* AIM OF THE TASK *
Your output should be the lines from the start of the data through the line containing "pub mod list_customers;", exactly and nothing more.

Saved entries
┌──
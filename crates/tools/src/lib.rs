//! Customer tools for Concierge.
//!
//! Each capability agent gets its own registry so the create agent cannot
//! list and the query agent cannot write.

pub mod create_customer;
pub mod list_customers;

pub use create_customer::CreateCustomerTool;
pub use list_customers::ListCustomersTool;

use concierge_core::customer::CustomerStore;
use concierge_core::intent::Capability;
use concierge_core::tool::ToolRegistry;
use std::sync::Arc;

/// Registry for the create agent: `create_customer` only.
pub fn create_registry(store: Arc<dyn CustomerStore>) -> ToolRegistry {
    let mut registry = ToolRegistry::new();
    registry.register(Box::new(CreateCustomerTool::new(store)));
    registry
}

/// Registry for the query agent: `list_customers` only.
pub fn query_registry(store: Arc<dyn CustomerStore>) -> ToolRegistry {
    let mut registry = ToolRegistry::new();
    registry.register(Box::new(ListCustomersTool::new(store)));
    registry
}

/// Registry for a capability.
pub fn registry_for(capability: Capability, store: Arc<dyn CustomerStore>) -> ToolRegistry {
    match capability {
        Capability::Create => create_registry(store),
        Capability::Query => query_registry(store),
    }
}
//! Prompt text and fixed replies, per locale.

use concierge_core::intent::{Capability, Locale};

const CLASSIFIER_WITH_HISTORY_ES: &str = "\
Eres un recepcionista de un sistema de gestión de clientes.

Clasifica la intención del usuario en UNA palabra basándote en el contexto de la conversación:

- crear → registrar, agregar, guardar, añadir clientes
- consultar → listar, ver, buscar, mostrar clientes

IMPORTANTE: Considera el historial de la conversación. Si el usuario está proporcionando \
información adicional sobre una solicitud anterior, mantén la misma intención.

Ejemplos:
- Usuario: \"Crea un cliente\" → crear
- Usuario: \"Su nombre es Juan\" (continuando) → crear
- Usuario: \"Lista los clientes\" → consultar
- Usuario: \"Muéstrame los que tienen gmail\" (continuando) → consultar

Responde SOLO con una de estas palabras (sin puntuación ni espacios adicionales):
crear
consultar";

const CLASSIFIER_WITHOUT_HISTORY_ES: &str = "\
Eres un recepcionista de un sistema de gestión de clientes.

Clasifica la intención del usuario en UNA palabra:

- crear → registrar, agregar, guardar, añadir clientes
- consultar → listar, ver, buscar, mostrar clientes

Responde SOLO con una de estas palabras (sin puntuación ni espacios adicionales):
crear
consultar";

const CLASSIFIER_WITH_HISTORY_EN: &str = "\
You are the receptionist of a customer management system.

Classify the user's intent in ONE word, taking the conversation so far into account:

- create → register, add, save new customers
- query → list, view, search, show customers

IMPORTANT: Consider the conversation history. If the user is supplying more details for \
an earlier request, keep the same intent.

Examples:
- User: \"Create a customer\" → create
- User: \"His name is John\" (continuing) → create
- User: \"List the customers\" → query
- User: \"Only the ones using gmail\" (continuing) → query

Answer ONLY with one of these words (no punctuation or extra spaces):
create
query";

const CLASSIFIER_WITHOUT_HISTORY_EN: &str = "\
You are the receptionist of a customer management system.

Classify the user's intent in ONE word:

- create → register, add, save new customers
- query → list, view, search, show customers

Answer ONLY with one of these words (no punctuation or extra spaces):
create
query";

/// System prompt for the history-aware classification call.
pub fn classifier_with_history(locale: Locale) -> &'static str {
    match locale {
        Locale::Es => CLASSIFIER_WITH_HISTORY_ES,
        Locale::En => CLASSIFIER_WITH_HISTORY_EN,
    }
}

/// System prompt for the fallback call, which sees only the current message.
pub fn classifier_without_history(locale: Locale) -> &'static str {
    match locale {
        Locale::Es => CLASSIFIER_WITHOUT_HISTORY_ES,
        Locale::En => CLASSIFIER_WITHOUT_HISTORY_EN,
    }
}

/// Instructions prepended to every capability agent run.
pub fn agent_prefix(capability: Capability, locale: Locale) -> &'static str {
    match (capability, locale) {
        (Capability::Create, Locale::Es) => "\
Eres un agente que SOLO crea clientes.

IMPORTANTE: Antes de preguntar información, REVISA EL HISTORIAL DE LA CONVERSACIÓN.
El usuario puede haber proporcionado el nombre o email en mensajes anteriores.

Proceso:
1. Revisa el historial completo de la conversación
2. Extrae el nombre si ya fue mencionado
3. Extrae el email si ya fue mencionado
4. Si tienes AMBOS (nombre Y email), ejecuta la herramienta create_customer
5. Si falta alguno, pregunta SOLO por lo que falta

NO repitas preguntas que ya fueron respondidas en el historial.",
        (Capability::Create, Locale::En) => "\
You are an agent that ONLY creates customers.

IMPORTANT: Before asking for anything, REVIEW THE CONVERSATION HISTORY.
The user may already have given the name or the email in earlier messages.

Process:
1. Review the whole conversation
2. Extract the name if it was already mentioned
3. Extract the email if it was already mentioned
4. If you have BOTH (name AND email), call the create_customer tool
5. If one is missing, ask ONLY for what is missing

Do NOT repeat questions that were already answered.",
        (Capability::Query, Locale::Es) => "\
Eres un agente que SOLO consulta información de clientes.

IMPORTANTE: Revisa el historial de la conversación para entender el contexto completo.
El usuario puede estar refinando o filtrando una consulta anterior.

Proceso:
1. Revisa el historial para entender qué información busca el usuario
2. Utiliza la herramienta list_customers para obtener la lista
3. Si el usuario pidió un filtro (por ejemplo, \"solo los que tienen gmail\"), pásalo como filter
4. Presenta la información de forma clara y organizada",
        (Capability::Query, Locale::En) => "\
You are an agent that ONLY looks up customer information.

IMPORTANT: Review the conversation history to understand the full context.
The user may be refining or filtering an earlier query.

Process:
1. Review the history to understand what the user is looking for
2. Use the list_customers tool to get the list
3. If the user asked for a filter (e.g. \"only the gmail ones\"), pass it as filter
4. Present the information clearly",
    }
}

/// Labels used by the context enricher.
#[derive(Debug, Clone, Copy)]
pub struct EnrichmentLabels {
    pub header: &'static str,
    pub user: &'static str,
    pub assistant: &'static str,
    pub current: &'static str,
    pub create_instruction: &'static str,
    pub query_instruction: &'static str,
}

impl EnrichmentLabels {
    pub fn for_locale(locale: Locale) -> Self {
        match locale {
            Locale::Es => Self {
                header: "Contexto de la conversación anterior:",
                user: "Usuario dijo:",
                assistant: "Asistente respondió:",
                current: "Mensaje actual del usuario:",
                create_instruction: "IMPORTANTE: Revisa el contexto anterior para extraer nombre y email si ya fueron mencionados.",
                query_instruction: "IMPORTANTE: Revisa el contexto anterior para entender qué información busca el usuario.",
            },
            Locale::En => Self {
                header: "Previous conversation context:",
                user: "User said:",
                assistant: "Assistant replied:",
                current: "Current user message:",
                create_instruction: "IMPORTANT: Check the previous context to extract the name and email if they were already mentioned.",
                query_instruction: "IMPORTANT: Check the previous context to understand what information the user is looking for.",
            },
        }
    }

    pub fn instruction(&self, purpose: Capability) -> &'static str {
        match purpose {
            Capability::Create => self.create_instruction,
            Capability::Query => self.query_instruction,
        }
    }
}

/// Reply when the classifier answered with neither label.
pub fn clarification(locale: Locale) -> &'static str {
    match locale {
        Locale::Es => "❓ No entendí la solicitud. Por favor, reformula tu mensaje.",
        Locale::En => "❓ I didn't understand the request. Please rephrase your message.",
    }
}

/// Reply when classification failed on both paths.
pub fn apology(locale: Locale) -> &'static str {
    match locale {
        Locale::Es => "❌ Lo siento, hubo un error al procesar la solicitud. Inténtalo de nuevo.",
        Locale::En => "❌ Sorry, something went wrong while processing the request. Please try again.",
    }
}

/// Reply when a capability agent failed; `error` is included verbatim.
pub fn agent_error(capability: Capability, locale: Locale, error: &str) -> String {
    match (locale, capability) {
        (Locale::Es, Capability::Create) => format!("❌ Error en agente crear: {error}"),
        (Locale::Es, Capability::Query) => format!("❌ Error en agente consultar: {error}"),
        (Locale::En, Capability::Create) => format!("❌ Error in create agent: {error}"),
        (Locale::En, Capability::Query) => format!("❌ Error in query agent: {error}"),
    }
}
└──
* SOLUTION *
filename crates/tools/src/lib.rs
//! Customer tools for Concierge.
//!
//! Each capability agent gets its own registry so the create agent cannot
//! list and the query agent cannot write.

pub mod create_customer;
pub mod list_customers;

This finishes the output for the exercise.